- **TASK STATEMENT**
Filter the lines below, keeping each one that holds "keys".

☆ ☆ ☆ ☆ ☆ ☆ ☆

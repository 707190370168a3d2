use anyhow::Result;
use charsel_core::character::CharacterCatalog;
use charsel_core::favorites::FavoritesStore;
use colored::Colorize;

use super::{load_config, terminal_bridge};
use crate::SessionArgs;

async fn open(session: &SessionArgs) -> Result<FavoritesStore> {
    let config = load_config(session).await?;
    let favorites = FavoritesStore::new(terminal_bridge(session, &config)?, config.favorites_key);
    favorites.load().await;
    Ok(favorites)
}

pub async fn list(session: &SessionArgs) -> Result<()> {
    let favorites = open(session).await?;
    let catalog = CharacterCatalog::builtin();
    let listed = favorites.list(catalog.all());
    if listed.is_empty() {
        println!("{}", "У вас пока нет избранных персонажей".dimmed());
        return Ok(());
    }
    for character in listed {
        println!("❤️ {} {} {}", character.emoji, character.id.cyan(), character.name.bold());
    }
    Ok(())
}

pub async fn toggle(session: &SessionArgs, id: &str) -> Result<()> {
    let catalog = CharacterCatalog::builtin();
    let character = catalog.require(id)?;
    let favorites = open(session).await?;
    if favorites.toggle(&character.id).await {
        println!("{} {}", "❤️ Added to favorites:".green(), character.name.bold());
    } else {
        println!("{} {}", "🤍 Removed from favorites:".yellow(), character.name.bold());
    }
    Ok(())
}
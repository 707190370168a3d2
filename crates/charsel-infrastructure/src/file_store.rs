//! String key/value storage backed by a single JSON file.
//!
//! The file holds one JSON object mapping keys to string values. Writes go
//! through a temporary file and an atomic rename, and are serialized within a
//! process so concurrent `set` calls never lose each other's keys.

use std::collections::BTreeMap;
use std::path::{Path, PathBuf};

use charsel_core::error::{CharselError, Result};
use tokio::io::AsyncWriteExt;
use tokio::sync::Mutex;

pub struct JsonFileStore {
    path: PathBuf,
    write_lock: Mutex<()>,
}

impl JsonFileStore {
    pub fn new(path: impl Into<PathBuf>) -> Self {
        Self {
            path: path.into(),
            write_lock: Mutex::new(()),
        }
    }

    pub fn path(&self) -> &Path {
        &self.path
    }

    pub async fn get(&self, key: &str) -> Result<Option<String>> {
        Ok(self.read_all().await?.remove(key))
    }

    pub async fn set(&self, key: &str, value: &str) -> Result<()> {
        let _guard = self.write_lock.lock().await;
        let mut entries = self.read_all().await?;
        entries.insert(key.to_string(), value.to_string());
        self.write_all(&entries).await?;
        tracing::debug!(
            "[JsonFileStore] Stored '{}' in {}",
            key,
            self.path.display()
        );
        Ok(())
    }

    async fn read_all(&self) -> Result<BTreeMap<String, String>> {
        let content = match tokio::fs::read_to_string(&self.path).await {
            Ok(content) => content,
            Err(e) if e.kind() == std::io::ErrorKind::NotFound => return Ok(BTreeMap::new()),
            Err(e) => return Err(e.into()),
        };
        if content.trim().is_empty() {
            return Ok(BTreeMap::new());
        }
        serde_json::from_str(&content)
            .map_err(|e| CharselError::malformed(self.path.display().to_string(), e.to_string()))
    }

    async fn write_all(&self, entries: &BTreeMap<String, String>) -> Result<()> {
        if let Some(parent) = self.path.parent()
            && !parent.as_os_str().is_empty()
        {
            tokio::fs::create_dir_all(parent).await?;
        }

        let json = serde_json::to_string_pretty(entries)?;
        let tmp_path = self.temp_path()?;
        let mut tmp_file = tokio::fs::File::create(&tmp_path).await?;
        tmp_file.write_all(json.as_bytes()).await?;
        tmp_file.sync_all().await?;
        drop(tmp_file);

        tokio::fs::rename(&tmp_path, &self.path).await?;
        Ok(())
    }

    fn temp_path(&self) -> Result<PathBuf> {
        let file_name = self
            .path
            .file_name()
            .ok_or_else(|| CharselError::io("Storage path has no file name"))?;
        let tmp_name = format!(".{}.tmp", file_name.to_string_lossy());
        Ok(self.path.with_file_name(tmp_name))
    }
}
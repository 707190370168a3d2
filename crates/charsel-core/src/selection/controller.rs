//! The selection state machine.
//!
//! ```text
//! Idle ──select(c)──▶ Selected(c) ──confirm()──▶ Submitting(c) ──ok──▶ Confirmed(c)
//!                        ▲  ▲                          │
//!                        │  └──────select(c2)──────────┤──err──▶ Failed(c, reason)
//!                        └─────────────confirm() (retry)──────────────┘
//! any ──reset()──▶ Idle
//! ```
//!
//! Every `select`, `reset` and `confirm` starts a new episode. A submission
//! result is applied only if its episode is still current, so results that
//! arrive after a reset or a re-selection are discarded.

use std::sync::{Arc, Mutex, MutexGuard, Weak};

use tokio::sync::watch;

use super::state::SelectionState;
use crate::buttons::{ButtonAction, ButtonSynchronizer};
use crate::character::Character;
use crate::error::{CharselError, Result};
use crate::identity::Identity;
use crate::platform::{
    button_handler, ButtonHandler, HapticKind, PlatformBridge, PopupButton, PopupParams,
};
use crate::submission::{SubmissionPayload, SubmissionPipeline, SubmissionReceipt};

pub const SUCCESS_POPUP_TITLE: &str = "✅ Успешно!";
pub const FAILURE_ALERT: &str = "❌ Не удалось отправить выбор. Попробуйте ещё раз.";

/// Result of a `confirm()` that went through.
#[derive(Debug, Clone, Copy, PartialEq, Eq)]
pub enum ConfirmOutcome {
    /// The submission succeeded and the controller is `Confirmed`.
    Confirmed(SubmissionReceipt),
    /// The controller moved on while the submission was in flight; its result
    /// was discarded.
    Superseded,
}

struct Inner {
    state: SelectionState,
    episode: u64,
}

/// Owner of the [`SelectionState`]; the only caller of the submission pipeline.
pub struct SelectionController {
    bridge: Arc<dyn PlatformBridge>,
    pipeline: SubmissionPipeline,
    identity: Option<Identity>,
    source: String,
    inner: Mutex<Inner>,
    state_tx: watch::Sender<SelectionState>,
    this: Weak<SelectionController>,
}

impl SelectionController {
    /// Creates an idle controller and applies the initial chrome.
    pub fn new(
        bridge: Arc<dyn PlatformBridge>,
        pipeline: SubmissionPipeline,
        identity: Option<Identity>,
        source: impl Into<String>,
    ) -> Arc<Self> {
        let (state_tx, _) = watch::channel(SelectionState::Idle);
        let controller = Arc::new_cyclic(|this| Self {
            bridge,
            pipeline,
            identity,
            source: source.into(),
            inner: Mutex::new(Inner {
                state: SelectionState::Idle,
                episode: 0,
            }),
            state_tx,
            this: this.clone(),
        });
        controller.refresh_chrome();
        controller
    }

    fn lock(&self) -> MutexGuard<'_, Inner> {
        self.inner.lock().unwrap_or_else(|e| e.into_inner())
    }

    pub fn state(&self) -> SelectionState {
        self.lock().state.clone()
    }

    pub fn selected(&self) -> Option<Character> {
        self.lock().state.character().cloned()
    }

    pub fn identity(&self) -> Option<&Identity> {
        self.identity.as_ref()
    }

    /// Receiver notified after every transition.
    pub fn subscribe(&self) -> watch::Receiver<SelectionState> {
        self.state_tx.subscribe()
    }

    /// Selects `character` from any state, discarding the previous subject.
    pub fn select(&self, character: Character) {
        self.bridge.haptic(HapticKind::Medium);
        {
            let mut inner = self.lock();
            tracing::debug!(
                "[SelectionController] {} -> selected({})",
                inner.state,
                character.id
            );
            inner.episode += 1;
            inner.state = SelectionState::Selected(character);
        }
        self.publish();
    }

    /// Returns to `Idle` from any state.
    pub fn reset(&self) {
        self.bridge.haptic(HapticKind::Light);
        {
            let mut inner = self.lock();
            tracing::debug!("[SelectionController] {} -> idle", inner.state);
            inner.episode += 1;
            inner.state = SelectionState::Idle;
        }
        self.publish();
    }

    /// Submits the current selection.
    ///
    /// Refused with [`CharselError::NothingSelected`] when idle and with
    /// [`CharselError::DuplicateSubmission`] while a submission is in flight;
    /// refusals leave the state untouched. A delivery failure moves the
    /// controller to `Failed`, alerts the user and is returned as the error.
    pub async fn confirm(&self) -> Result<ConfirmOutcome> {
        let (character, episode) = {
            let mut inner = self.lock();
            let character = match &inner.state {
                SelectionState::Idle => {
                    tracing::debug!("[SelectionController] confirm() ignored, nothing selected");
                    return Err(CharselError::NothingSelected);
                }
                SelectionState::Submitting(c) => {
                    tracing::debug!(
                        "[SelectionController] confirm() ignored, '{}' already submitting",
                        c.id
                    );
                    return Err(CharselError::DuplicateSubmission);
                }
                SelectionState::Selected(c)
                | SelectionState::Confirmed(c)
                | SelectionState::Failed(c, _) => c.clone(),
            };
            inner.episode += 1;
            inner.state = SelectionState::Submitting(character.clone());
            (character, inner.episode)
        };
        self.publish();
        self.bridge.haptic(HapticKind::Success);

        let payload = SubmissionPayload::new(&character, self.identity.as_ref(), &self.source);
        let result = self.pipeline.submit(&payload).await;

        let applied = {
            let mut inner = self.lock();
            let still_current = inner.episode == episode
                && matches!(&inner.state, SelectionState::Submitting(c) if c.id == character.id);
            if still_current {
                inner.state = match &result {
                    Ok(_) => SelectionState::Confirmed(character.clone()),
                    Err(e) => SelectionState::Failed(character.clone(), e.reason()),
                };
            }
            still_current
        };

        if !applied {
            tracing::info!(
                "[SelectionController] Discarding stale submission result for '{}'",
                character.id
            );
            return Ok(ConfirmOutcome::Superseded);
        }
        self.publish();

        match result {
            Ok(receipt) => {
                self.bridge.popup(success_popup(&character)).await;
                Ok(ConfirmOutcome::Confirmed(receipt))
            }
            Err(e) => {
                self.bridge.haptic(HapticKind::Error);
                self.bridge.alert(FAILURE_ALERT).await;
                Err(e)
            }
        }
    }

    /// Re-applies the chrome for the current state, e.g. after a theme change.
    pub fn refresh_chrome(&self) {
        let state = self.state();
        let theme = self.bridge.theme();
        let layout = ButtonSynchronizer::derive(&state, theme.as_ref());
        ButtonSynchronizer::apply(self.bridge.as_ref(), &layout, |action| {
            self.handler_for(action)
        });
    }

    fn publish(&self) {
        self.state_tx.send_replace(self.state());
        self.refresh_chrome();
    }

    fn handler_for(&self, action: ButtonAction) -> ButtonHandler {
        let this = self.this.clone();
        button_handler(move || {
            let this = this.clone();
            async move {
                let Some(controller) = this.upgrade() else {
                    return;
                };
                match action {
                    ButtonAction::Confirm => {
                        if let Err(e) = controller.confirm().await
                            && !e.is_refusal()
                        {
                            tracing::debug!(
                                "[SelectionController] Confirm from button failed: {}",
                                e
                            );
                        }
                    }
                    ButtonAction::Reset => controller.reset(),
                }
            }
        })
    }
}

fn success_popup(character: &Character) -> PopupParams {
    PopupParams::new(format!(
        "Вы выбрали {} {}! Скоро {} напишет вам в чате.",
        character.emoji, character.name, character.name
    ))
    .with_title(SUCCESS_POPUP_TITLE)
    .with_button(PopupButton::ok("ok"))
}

☆ ☆ ☆ ☆ ☆ ☆ ☆

- **SOLUTION BELOW**
//! The file holds one JSON object mapping keys to string values. Writes go
//! process so concurrent `set` calls never lose each other's keys.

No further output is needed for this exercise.